Extracted data entries ▸
--------------------

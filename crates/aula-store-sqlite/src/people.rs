//! Users, student and professor profiles, and professor assignments.

use std::collections::BTreeSet;

use aula_core::{
  Error as CoreError,
  access::Role,
  catalog::Career,
  people::{AssignmentChange, Professor, Student, User, UserUpdate},
};
use rusqlite::{Connection, OptionalExtension as _, params};

use crate::{
  catalog::{self, exists},
  encode::{
    FINAL_EXAM_COLUMNS, PROFESSOR_COLUMNS, RawFaculty, RawFinalExam, RawProfessor, RawStudent,
    RawSubject, RawUser, STUDENT_COLUMNS, SUBJECT_COLUMNS, USER_COLUMNS, encode_date,
    encode_dt, encode_uuid,
  },
  error::reject,
};

type DbResult<T> = tokio_rusqlite::Result<T>;

// ─── Users ───────────────────────────────────────────────────────────────────

pub fn insert_user(conn: &Connection, user: &User, password_hash: &str) -> DbResult<()> {
  if exists(conn, "SELECT 1 FROM users WHERE username = ?1", [&user.username])? {
    return Err(reject(CoreError::validation(format!(
      "username {} is already taken",
      user.username
    ))));
  }
  require_free_dni(conn, user.dni.as_deref(), None)?;
  conn.execute(
    "INSERT INTO users (
       user_id, username, first_name, last_name, email, dni, role,
       password_hash, is_active, created_at
     ) VALUES (?1, ?2, ?3, ?4, ?5, ?6, ?7, ?8, ?9, ?10)",
    params![
      encode_uuid(user.user_id),
      user.username,
      user.first_name,
      user.last_name,
      user.email,
      user.dni,
      user.role.as_ref(),
      password_hash,
      user.is_active,
      encode_dt(user.created_at),
    ],
  )?;
  Ok(())
}

/// A dni may belong to one user only; `owner` is exempt from the check.
fn require_free_dni(conn: &Connection, dni: Option<&str>, owner: Option<&str>) -> DbResult<()> {
  let Some(dni) = dni else { return Ok(()) };
  if exists(
    conn,
    "SELECT 1 FROM users WHERE dni = ?1 AND (?2 IS NULL OR user_id <> ?2)",
    params![dni, owner],
  )? {
    return Err(reject(CoreError::validation(format!(
      "dni {dni} is already registered"
    ))));
  }
  Ok(())
}

pub fn get_user(conn: &Connection, user_id: &str) -> DbResult<Option<RawUser>> {
  Ok(
    conn
      .query_row(
        &format!("SELECT {USER_COLUMNS} FROM users WHERE user_id = ?1"),
        [user_id],
        RawUser::from_row,
      )
      .optional()?,
  )
}

/// The user row plus the stored password hash.
pub fn find_credentials(
  conn: &Connection,
  username: &str,
) -> DbResult<Option<(RawUser, String)>> {
  Ok(
    conn
      .query_row(
        &format!(
          "SELECT {USER_COLUMNS}, password_hash FROM users WHERE username = ?1"
        ),
        [username],
        |row| Ok((RawUser::from_row(row)?, row.get(9)?)),
      )
      .optional()?,
  )
}

pub fn list_users(conn: &Connection, role: Option<&str>) -> DbResult<Vec<RawUser>> {
  let mut stmt = conn.prepare(&format!(
    "SELECT {USER_COLUMNS} FROM users
      WHERE (?1 IS NULL OR role = ?1)
      ORDER BY last_name, first_name, username"
  ))?;
  let rows = stmt
    .query_map([role], RawUser::from_row)?
    .collect::<rusqlite::Result<Vec<_>>>()?;
  Ok(rows)
}

pub fn set_user_active(
  conn: &Connection,
  user_id: &str,
  active: bool,
) -> DbResult<RawUser> {
  let changed = conn.execute(
    "UPDATE users SET is_active = ?2 WHERE user_id = ?1",
    params![user_id, active],
  )?;
  if changed == 0 {
    return Err(reject(CoreError::not_found("user", user_id)));
  }
  get_user(conn, user_id)?
    .ok_or_else(|| reject(CoreError::not_found("user", user_id)))
}

/// Overwrite the editable fields of a user. A `None` password hash keeps the
/// stored one.
pub fn update_user(
  conn: &mut Connection,
  user_id: &str,
  update: &UserUpdate,
) -> DbResult<RawUser> {
  let tx = conn.transaction()?;
  if !exists(&tx, "SELECT 1 FROM users WHERE user_id = ?1", [user_id])? {
    return Err(reject(CoreError::not_found("user", user_id)));
  }
  require_free_dni(&tx, update.dni.as_deref(), Some(user_id))?;
  tx.execute(
    "UPDATE users
        SET first_name = ?2, last_name = ?3, email = ?4, dni = ?5,
            password_hash = COALESCE(?6, password_hash)
      WHERE user_id = ?1",
    params![
      user_id,
      update.first_name,
      update.last_name,
      update.email,
      update.dni,
      update.password_hash,
    ],
  )?;
  let raw = get_user(&tx, user_id)?
    .ok_or_else(|| reject(CoreError::not_found("user", user_id)))?;
  tx.commit()?;
  Ok(raw)
}

// ─── Profiles ────────────────────────────────────────────────────────────────

/// The user must exist, hold `role`, and not have a profile of that kind yet.
fn require_profile_owner(
  conn: &Connection,
  user_id: &str,
  role: Role,
  profile_table: &str,
) -> DbResult<()> {
  let stored: Option<String> = conn
    .query_row("SELECT role FROM users WHERE user_id = ?1", [user_id], |r| {
      r.get(0)
    })
    .optional()?;
  match stored {
    None => {
      return Err(reject(CoreError::validation(format!("unknown user {user_id}"))));
    }
    Some(stored) if stored != role.as_ref() => {
      return Err(reject(CoreError::validation(format!(
        "user {user_id} does not have the {role} role"
      ))));
    }
    Some(_) => {}
  }
  if exists(
    conn,
    &format!("SELECT 1 FROM {profile_table} WHERE user_id = ?1"),
    [user_id],
  )? {
    return Err(reject(CoreError::validation(format!(
      "user {user_id} already has a {role} profile"
    ))));
  }
  Ok(())
}

pub fn insert_student(conn: &mut Connection, s: &Student) -> DbResult<()> {
  let user_id = encode_uuid(s.user_id);
  let tx = conn.transaction()?;
  if exists(&tx, "SELECT 1 FROM students WHERE student_id = ?1", [&s.student_id])? {
    return Err(reject(CoreError::validation(format!(
      "student {} already exists",
      s.student_id
    ))));
  }
  require_profile_owner(&tx, &user_id, Role::Student, "students")?;
  if let Some(career) = &s.career_code {
    if !exists(&tx, "SELECT 1 FROM careers WHERE code = ?1", [career])? {
      return Err(reject(CoreError::validation(format!("unknown career {career}"))));
    }
  }
  tx.execute(
    "INSERT INTO students (student_id, user_id, career_code, enrollment_date)
     VALUES (?1, ?2, ?3, ?4)",
    params![s.student_id, user_id, s.career_code, encode_date(s.enrollment_date)],
  )?;
  tx.commit()?;
  Ok(())
}

pub fn get_student(conn: &Connection, student_id: &str) -> DbResult<Option<RawStudent>> {
  Ok(
    conn
      .query_row(
        &format!("SELECT {STUDENT_COLUMNS} FROM students WHERE student_id = ?1"),
        [student_id],
        RawStudent::from_row,
      )
      .optional()?,
  )
}

pub fn student_for_user(conn: &Connection, user_id: &str) -> DbResult<Option<RawStudent>> {
  Ok(
    conn
      .query_row(
        &format!("SELECT {STUDENT_COLUMNS} FROM students WHERE user_id = ?1"),
        [user_id],
        RawStudent::from_row,
      )
      .optional()?,
  )
}

pub fn list_students(
  conn: &Connection,
  career_code: Option<&str>,
) -> DbResult<Vec<RawStudent>> {
  let mut stmt = conn.prepare(&format!(
    "SELECT {STUDENT_COLUMNS} FROM students
      WHERE (?1 IS NULL OR career_code = ?1)
      ORDER BY student_id"
  ))?;
  let rows = stmt
    .query_map([career_code], RawStudent::from_row)?
    .collect::<rusqlite::Result<Vec<_>>>()?;
  Ok(rows)
}

pub fn insert_professor(conn: &mut Connection, p: &Professor) -> DbResult<()> {
  let user_id = encode_uuid(p.user_id);
  let tx = conn.transaction()?;
  if exists(
    &tx,
    "SELECT 1 FROM professors WHERE professor_id = ?1",
    [&p.professor_id],
  )? {
    return Err(reject(CoreError::validation(format!(
      "professor {} already exists",
      p.professor_id
    ))));
  }
  require_profile_owner(&tx, &user_id, Role::Professor, "professors")?;
  tx.execute(
    "INSERT INTO professors (professor_id, user_id, degree, category, hire_date)
     VALUES (?1, ?2, ?3, ?4, ?5)",
    params![
      p.professor_id,
      user_id,
      p.degree,
      p.category.as_ref(),
      encode_date(p.hire_date),
    ],
  )?;
  tx.commit()?;
  Ok(())
}

pub fn get_professor(
  conn: &Connection,
  professor_id: &str,
) -> DbResult<Option<RawProfessor>> {
  Ok(
    conn
      .query_row(
        &format!("SELECT {PROFESSOR_COLUMNS} FROM professors WHERE professor_id = ?1"),
        [professor_id],
        RawProfessor::from_row,
      )
      .optional()?,
  )
}

pub fn professor_for_user(
  conn: &Connection,
  user_id: &str,
) -> DbResult<Option<RawProfessor>> {
  Ok(
    conn
      .query_row(
        &format!("SELECT {PROFESSOR_COLUMNS} FROM professors WHERE user_id = ?1"),
        [user_id],
        RawProfessor::from_row,
      )
      .optional()?,
  )
}

pub fn list_professors(conn: &Connection) -> DbResult<Vec<RawProfessor>> {
  let mut stmt = conn.prepare(&format!(
    "SELECT {PROFESSOR_COLUMNS} FROM professors ORDER BY professor_id"
  ))?;
  let rows = stmt
    .query_map([], RawProfessor::from_row)?
    .collect::<rusqlite::Result<Vec<_>>>()?;
  Ok(rows)
}

// ─── Certificates ────────────────────────────────────────────────────────────

/// Rows behind a regular-student certificate.
pub struct CertificateRows {
  pub user:    RawUser,
  pub student: RawStudent,
  pub career:  Option<Career>,
  pub faculty: Option<RawFaculty>,
}

/// Read the user, student profile, career and faculty in one transaction.
pub fn certificate_rows(conn: &mut Connection, user_id: &str) -> DbResult<CertificateRows> {
  let tx = conn.transaction()?;
  let user = get_user(&tx, user_id)?
    .ok_or_else(|| reject(CoreError::not_found("user", user_id)))?;
  let student = student_for_user(&tx, user_id)?.ok_or_else(|| {
    reject(CoreError::validation(
      "this account has no student profile; ask an administrator to set it up",
    ))
  })?;
  let career = match &student.career_code {
    Some(code) => catalog::get_career(&tx, code)?,
    None => None,
  };
  let faculty = match &career {
    Some(c) => catalog::get_faculty(&tx, &c.faculty_code)?,
    None => None,
  };
  tx.commit()?;
  Ok(CertificateRows { user, student, career, faculty })
}

// ─── Assignments ─────────────────────────────────────────────────────────────

/// Which assignment table a replacement targets.
#[derive(Clone, Copy)]
pub enum AssignmentTarget {
  Subject,
  FinalExam,
}

impl AssignmentTarget {
  fn table(self) -> &'static str {
    match self {
      Self::Subject => "subject_professors",
      Self::FinalExam => "final_exam_professors",
    }
  }

  fn key_column(self) -> &'static str {
    match self {
      Self::Subject => "subject_code",
      Self::FinalExam => "final_exam_id",
    }
  }

  fn parent_exists_sql(self) -> &'static str {
    match self {
      Self::Subject => "SELECT 1 FROM subjects WHERE code = ?1",
      Self::FinalExam => "SELECT 1 FROM final_exams WHERE final_exam_id = ?1",
    }
  }

  fn kind(self) -> &'static str {
    match self {
      Self::Subject => "subject",
      Self::FinalExam => "final exam",
    }
  }
}

/// Replace the professors assigned to `key` with exactly `professor_ids`, in
/// one transaction. Returns the sorted difference.
pub fn replace_assignments(
  conn: &mut Connection,
  target: AssignmentTarget,
  key: &str,
  professor_ids: &[String],
) -> DbResult<AssignmentChange> {
  let (table, column) = (target.table(), target.key_column());
  let tx = conn.transaction()?;
  if !exists(&tx, target.parent_exists_sql(), [key])? {
    return Err(reject(CoreError::not_found(target.kind(), key)));
  }

  let wanted: BTreeSet<&str> = professor_ids.iter().map(String::as_str).collect();
  for id in &wanted {
    if !exists(&tx, "SELECT 1 FROM professors WHERE professor_id = ?1", [id])? {
      return Err(reject(CoreError::validation(format!("unknown professor {id}"))));
    }
  }

  let current: BTreeSet<String> = {
    let mut stmt = tx.prepare(&format!(
      "SELECT professor_id FROM {table} WHERE {column} = ?1"
    ))?;
    stmt
      .query_map([key], |r| r.get(0))?
      .collect::<rusqlite::Result<_>>()?
  };

  let removed: Vec<String> = current
    .iter()
    .filter(|id| !wanted.contains(id.as_str()))
    .cloned()
    .collect();
  let added: Vec<String> = wanted
    .iter()
    .filter(|id| !current.contains(**id))
    .map(|id| id.to_string())
    .collect();

  for id in &removed {
    tx.execute(
      &format!("DELETE FROM {table} WHERE {column} = ?1 AND professor_id = ?2"),
      params![key, id],
    )?;
  }
  for id in &added {
    tx.execute(
      &format!("INSERT INTO {table} ({column}, professor_id) VALUES (?1, ?2)"),
      params![key, id],
    )?;
  }
  tx.commit()?;
  Ok(AssignmentChange { added, removed })
}

pub fn subjects_for_professor(
  conn: &Connection,
  professor_id: &str,
) -> DbResult<Vec<RawSubject>> {
  let columns = SUBJECT_COLUMNS
    .split(", ")
    .map(|c| format!("s.{}", c.trim()))
    .collect::<Vec<_>>()
    .join(", ");
  let mut stmt = conn.prepare(&format!(
    "SELECT {columns} FROM subjects s
       JOIN subject_professors sp ON sp.subject_code = s.code
      WHERE sp.professor_id = ?1
      ORDER BY s.year, s.name"
  ))?;
  let rows = stmt
    .query_map([professor_id], RawSubject::from_row)?
    .collect::<rusqlite::Result<Vec<_>>>()?;
  Ok(rows)
}

pub fn final_exams_for_professor(
  conn: &Connection,
  professor_id: &str,
) -> DbResult<Vec<RawFinalExam>> {
  let columns = FINAL_EXAM_COLUMNS
    .split(", ")
    .map(|c| format!("f.{}", c.trim()))
    .collect::<Vec<_>>()
    .join(", ");
  let mut stmt = conn.prepare(&format!(
    "SELECT {columns} FROM final_exams f
       JOIN final_exam_professors fp ON fp.final_exam_id = f.final_exam_id
      WHERE fp.professor_id = ?1
      ORDER BY f.date, f.call_number"
  ))?;
  let rows = stmt
    .query_map([professor_id], RawFinalExam::from_row)?
    .collect::<rusqlite::Result<Vec<_>>>()?;
  Ok(rows)
}

pub fn is_assigned(
  conn: &Connection,
  target: AssignmentTarget,
  professor_id: &str,
  key: &str,
) -> DbResult<bool> {
  Ok(exists(
    conn,
    &format!(
      "SELECT 1 FROM {} WHERE professor_id = ?1 AND {} = ?2",
      target.table(),
      target.key_column()
    ),
    [professor_id, key],
  )?)
}
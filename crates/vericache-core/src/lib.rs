//! Core infrastructure shared across vericache's crates.
//!
//! - [`clock`]: an injectable time source (`Clock`, `SystemClock`, `TestClock`)
//! - [`serializer`]: the uniform encode/decode layer with optional compression
//! - [`events`]: the observability event system every component emits through
//! - [`observer`]: the seam the performance monitor wires into post-construction
//! - [`error`]: the error type the serializer raises

pub mod clock;
pub mod error;
pub mod events;
pub mod observer;
pub mod serializer;

pub use clock::{Clock, SystemClock, TestClock};
pub use error::CoreError;
pub use events::{CacheEvent, EventListener, EventListeners, FnListener};
pub use observer::CacheObserver;
pub use serializer::{decode, decode_opaque, encode, encode_opaque, EncodedPayload, Form};
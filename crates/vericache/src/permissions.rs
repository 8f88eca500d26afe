//! Domain-shaped results returned by the authorization cache facade (C12).

use vericache_manager::Source;

/// Which tier served a resolved authorization result, for audit purposes.
#[derive(Debug, Clone, Copy, PartialEq, Eq)]
pub enum ServedBy {
    L1,
    L2,
    L3,
    Fallback,
    Miss,
}

impl From<Source> for ServedBy {
    fn from(source: Source) -> Self {
        match source {
            Source::L1 => ServedBy::L1,
            Source::L2 => ServedBy::L2,
            Source::L3 => ServedBy::L3,
            Source::Fallback => ServedBy::Fallback,
            Source::Miss => ServedBy::Miss,
        }
    }
}

/// Records which tier served a resolved authorization result and how long
/// it took, for callers that need to justify an access decision after the
/// fact.
#[derive(Debug, Clone, Copy)]
pub struct AuditTrail {
    pub served_by: ServedBy,
    pub latency_ms: u64,
}

/// A resolved set of permissions over a generation's media.
#[derive(Debug, Clone, Copy)]
pub struct Permissions {
    pub can_read: bool,
    pub can_edit: bool,
    pub can_delete: bool,
    pub can_download: bool,
    pub can_share: bool,
    pub audit: AuditTrail,
}

impl Permissions {
    /// No permissions at all, e.g. on a total miss with no fallback result.
    pub fn none(audit: AuditTrail) -> Self {
        Self {
            can_read: false,
            can_edit: false,
            can_delete: false,
            can_download: false,
            can_share: false,
            audit,
        }
    }
}

/// A resolved team-scoped access result.
#[derive(Debug, Clone, Copy)]
pub struct TeamAccess {
    pub has_role: bool,
    pub audit: AuditTrail,
}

--------------------

PROBLEM ▸ Return each line among the entries that holds the word "NULL".

YOUR SOLUTION ▸
    "SELECT 1 FROM users WHERE dni = ?1 AND (?2 IS NULL OR user_id <> ?2)",
      WHERE (?1 IS NULL OR role = ?1)
      WHERE (?1 IS NULL OR career_code = ?1)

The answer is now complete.